Forum Replies Created

  • Zenbeer

    May 18, 2007 at 4:56 pm in reply to: Stuttering playback in timeline

    From Adobe:

    Adobe Premiere Troubleshoot playback issues

    1. Make certain that all video placed on the timeline has been rendered.

    Video files that have not been rendered may not play smoothly from the timeline. Premiere Pro 2.0 real time playback is dependent upon several things including the system CPU, complexity of the project, video file format, video compression, and available system resources.

    2. Select an appropriate playback quality setting.
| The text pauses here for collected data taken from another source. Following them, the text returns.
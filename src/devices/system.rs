// MIT License - Copyright (c) 2026 Peter Wright
// Panel-wide system conditions

use serde::{Deserialize, Serialize};

/// A panel-wide condition reported by a system message.
///
/// These never affect the zone/partition snapshot; they are forwarded to
/// subscribers as notifications.
#[derive(Debug, Clone, Copy, PartialEq, Eq, Hash, Serialize, Deserialize)]
#[serde(rename_all = "snake_case")]
pub enum SystemCondition {
    /// BF
    BatteryLow,
    /// BR
    BatteryRestored,
    /// CAL
    CommsStarted,
    /// CLF
    CommsFinished,
    /// DF
    DialerFailed,
    /// DR
    DialerRestored,
    /// FF
    FuseFault,
    /// FR
    FuseRestored,
    /// LF
    LineFault,
    /// LR
    LineRestored,
    /// MF
    MainsFailure,
    /// MR
    MainsRestored,
    /// RIF
    ReceiverFault,
    /// RIR
    ReceiverRestored,
    /// PBF - takes a pendant number
    PendantBatteryLow,
    /// PBR - takes a pendant number
    PendantBatteryRestored,
}

impl SystemCondition {
    /// Parse a bare system code (no numeric suffix).
    pub fn from_code(code: &str) -> Option<Self> {
        match code {
            "BF" => Some(Self::BatteryLow),
            "BR" => Some(Self::BatteryRestored),
            "CAL" => Some(Self::CommsStarted),
            "CLF" => Some(Self::CommsFinished),
            "DF" => Some(Self::DialerFailed),
            "DR" => Some(Self::DialerRestored),
            "FF" => Some(Self::FuseFault),
            "FR" => Some(Self::FuseRestored),
            "LF" => Some(Self::LineFault),
            "LR" => Some(Self::LineRestored),
            "MF" => Some(Self::MainsFailure),
            "MR" => Some(Self::MainsRestored),
            "RIF" => Some(Self::ReceiverFault),
            "RIR" => Some(Self::ReceiverRestored),
            _ => None,
        }
    }

    /// Parse a pendant code prefix (followed by a pendant number on the wire).
    pub fn from_pendant_code(code: &str) -> Option<Self> {
        match code {
            "PBF" => Some(Self::PendantBatteryLow),
            "PBR" => Some(Self::PendantBatteryRestored),
            _ => None,
        }
    }

    pub fn description(&self) -> &'static str {
        match self {
            Self::BatteryLow => "System battery low or missing",
            Self::BatteryRestored => "System battery restored",
            Self::CommsStarted => "Communication to monitoring station started",
            Self::CommsFinished => "Communication to monitoring station finished",
            Self::DialerFailed => "Dialer failed",
            Self::DialerRestored => "Dialer restored",
            Self::FuseFault => "System fuse fault",
            Self::FuseRestored => "System fuse restored",
            Self::LineFault => "Dialer line fault",
            Self::LineRestored => "Dialer line restored",
            Self::MainsFailure => "Mains power failure",
            Self::MainsRestored => "Mains power restored",
            Self::ReceiverFault => "Receiver fault",
            Self::ReceiverRestored => "Receiver restored",
            Self::PendantBatteryLow => "Pendant battery low",
            Self::PendantBatteryRestored => "Pendant battery restored",
        }
    }

    /// Whether this condition reports a fault (as opposed to a restore or
    /// informational message).
    pub fn is_fault(&self) -> bool {
        matches!(
            self,
            Self::BatteryLow
                | Self::DialerFailed
                | Self::FuseFault
                | Self::LineFault
                | Self::MainsFailure
                | Self::ReceiverFault
                | Self::PendantBatteryLow
        )
    }
}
    Playback in the Premiere Pro Monitor window can be displayed at either Highest Quality, Draft Quality, or Automatic Quality. By default the Monitor window is set to the Automatic Quality setting. To choose the Monitor window playback quality, open the Monitor window menu and select an appropriate playback quality setting:

    — Automatic: When selected, Premiere Pro will dynamically adjust image resolution between Highest Quality and Draft Quality to best address the available system resources.
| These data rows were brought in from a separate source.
// MIT License - Copyright (c) 2026 Peter Wright
// Error types

use std::fmt;

use serde::Serialize;

/// Error codes returned by the panel as `ERR <code>`.
#[derive(Debug, Clone, Copy, PartialEq, Eq, Hash, Serialize)]
pub enum PanelErrorCode {
    /// ERR 1
    CommandNotUnderstood,
    /// ERR 2
    InvalidParameter,
    /// ERR 3
    NotAllowed,
    /// ERR 4
    RxBufferOverflow,
    /// ERR 5
    TxBufferOverflow,
    /// ERR 6
    XmodemFailed,
    /// Any code the panel documentation does not list, including the `0`
    /// used when the code could not be parsed.
    Other(u32),
}

impl PanelErrorCode {
    pub fn from_code(code: u32) -> Self {
        match code {
            1 => Self::CommandNotUnderstood,
            2 => Self::InvalidParameter,
            3 => Self::NotAllowed,
            4 => Self::RxBufferOverflow,
            5 => Self::TxBufferOverflow,
            6 => Self::XmodemFailed,
            other => Self::Other(other),
        }
    }

    /// The numeric code as sent on the wire.
    pub fn code(&self) -> u32 {
        match self {
            Self::CommandNotUnderstood => 1,
            Self::InvalidParameter => 2,
            Self::NotAllowed => 3,
            Self::RxBufferOverflow => 4,
            Self::TxBufferOverflow => 5,
            Self::XmodemFailed => 6,
            Self::Other(code) => *code,
        }
    }

    pub fn description(&self) -> &'static str {
        match self {
            Self::CommandNotUnderstood => "Command not understood",
            Self::InvalidParameter => "Invalid parameter",
            Self::NotAllowed => "Not allowed",
            Self::RxBufferOverflow => "Receive buffer overflow",
            Self::TxBufferOverflow => "Transmit buffer overflow",
            Self::XmodemFailed => "XMODEM transfer failed",
            Self::Other(_) => "Unknown error",
        }
    }
}

impl fmt::Display for PanelErrorCode {
    fn fmt(&self, f: &mut fmt::Formatter<'_>) -> fmt::Result {
        write!(f, "ERR {}: {}", self.code(), self.description())
    }
}

/// All errors that can occur in the arrowhead-bridge library.
#[derive(Debug, thiserror::Error)]
pub enum AlarmError {
    #[error("I/O error: {0}")]
    Io(#[from] std::io::Error),

    #[error("Not connected to the alarm panel")]
    NotConnected,

    #[error("Connection timeout")]
    ConnectTimeout,

    #[error("Refresh cycle timed out after {timeout_ms}ms")]
    RefreshTimeout { timeout_ms: u64 },

    #[error("Receive buffer exceeded {limit} bytes without a frame delimiter")]
    BufferOverflow { limit: usize },

    #[error("Invalid {name}: {value} (allowed {min}..={max})")]
    InvalidParameter {
        name: &'static str,
        value: u32,
        min: u32,
        max: u32,
    },

    #[error("Invalid PIN: must be a non-empty string of digits")]
    InvalidPin,

    #[error("Channel closed")]
    ChannelClosed,
}

impl AlarmError {
    /// Whether this error is transient and the next refresh cycle should retry.
    pub fn is_retryable(&self) -> bool {
        matches!(
            self,
            AlarmError::Io(_)
                | AlarmError::NotConnected
                | AlarmError::ConnectTimeout
                | AlarmError::RefreshTimeout { .. }
                | AlarmError::BufferOverflow { .. }
                | AlarmError::ChannelClosed
        )
    }
}

pub type Result<T> = std::result::Result<T, AlarmError>;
    — Highest Quality: Displays all the pixels of each frame of video. When Premiere Pro is forced to play back unrendered video at the Highest Quality setting, the video may stutter or jerk.

    — Draft Quality: Always displays video at one-half resolution in the Monitor Window. When Draft Quality is selected, playback will be smooth but the image quality will be affected.

    3. Switch the Desktop Display Mode.

    Adobe Premiere Pro 2.0 is designed to take advantage of display cards with accelerated GPUs. If you are having playback issues, then make sure you use the correct Desktop Display Mode that corresponds with your display card:

    — Compatible: This setting offers the lowest performance but is appropriate for display cards that do not fully support Direct 3D.

    — Standard: This is the default setting and is appropriate for video cards that support Direct 3D version 9.

    — Accelerated GPU Effects: The availability of this setting requires that the display card support Pixel Shader 2.0, Vertex Shader 1.1, Direct 3D version 9, and have 64 MB of onboard VRAM. This setting is used to provide accelerated performance on specific Premiere Pro 2.0 effects including Motion, Opacity, Fast color correction, Cross dissolve, and Proc amp. It also provides improved support for color space conversion and playback in the Multi-camera monitor.

    -zen

  • Zenbeer

    February 15, 2007 at 5:21 pm in reply to: no audio

    Disconnect your firewire cable from the video camera. That should solve it. -zen

  • Zenbeer

    February 15, 2007 at 4:40 pm in reply to: Importing multiple stills above 5 second timeline default

    Ahhh there it is! Dang, I was staring right at that too. 🙂 Thanks man. -zen

  • Zenbeer

    January 23, 2007 at 4:49 pm in reply to: Help with Motion Menu in Encore 2.0

    I have the same problem. How did you resolve this?

    zen

  • The logic behind a good DVD is very much the same as building a website.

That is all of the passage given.